Clinical resistance or intolerance to tyrosine kinase inhibitors (TKIs) remains challenging for the treatment of chronic myeloid leukemia (CML) and Philadelphia-chromosome positive acute lymphoblastic leukemia (Ph+ ALL) with central nervous system (CNS) relapse. Therapeutic options are currently limited for patients who developed the gatekeeper mutations or compound mutations. Here, we describe the preclinical profile of TGRX-678, an allosteric inhibitor designed to Specifically Target the ABL1 Myristoyl Pocket (STAMP), with potent anti-proliferative activity against the majority of ATP site mutants of BCR::ABL1 and minimal off-target cytotoxicity. When combined with ponatinib, TGRX-678 synergistically re-sensitizes the highly resistant compound mutants and T315M to growth inhibition at clinically achievable concentrations. TGRX-678 exhibits relatively high cell permeability and is not a substrate of drug efflux transporters, namely ABCB1 and ABCG2. It also demonstrates a markedly improved in vivo pharmacokinetic (PK) profile and higher oral bioavailability compared to asciminib.
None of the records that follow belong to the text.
//! Fixed window counter.
//!
//! One integer per discrete window, stored under `key:fw:window_index`. The
//! count resets at window boundaries, so a caller can spend a full quota at
//! the end of one window and another at the start of the next. That burst is
//! inherent to the algorithm; use the sliding window where it matters.

use super::algorithm::{Algorithm, RateAlgorithm, RateLimitDecision, WindowRequest, WindowState};
use crate::key::ProtectionKey;

const SCRIPT: &str = r#"
local count = redis.call('INCR', KEYS[1])
if count == 1 then
  redis.call('PEXPIRE', KEYS[1], ARGV[7])
end
local now = tonumber(ARGV[1])
local window = tonumber(ARGV[2])
local permits = tonumber(ARGV[3])
local reset_at = (math.floor(now / window) + 1) * window
if count <= permits then
  return {1, permits - count, reset_at, 0}
end
return {0, 0, reset_at, reset_at - now}
"#;

#[derive(Debug, Clone, Copy, Default)]
pub struct FixedWindow;

impl FixedWindow {
    /// Index of the window containing `now_ms`.
    pub fn window_index(now_ms: i64, window_ms: u64) -> i64 {
        now_ms.div_euclid(i64::try_from(window_ms.max(1)).unwrap_or(i64::MAX))
    }

    /// Epoch ms at which the window containing `now_ms` ends.
    pub fn window_end(now_ms: i64, window_ms: u64) -> i64 {
        let window_ms = i64::try_from(window_ms.max(1)).unwrap_or(i64::MAX);
        (now_ms.div_euclid(window_ms) + 1).saturating_mul(window_ms)
    }
}

impl RateAlgorithm for FixedWindow {
    fn kind(&self) -> Algorithm {
        Algorithm::FixedWindow
    }

    fn state_key(&self, key: &ProtectionKey, request: &WindowRequest) -> String {
        // Two extra fragments keep counters apart from every plain key.
        let sep = &request.separator;
        format!(
            "{}{sep}fw{sep}{}",
            key,
            Self::window_index(request.now_ms, request.window_ms)
        )
    }

    fn state_ttl_ms(&self, request: &WindowRequest) -> u64 {
        request.window_ms
    }

    fn apply(
        &self,
        state: Option<WindowState>,
        request: &WindowRequest,
    ) -> (WindowState, RateLimitDecision) {
        let previous = match state {
            Some(WindowState::Counter { count }) => count,
            _ => 0,
        };
        // Rejected checks still count, matching INCR on the server.
        let count = previous + 1;

        let reset_at_ms = Self::window_end(request.now_ms, request.window_ms);
        let allowed = count <= request.permits;

        let decision = RateLimitDecision {
            allowed,
            limit: request.permits,
            remaining: request.permits.saturating_sub(count),
            reset_at_ms,
            retry_after_ms: if allowed {
                0
            } else {
                (reset_at_ms - request.now_ms).max(0) as u64
            },
        };
        (WindowState::Counter { count }, decision)
    }

    fn script(&self) -> &'static str {
        SCRIPT
    }
}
Importantly, TGRX-678 penetrates the blood-brain barrier (BBB) and exhibits in vivo efficacy in a murine CNS blast crisis leukemia model. Collectively, these findings suggest that TGRX-678 is a novel BCR::ABL1 allosteric inhibitor with high selectivity, potency and unique pharmacologic features, which has the potential to treat relapse or refractory CML and Ph+ ALL, even with CNS involvement.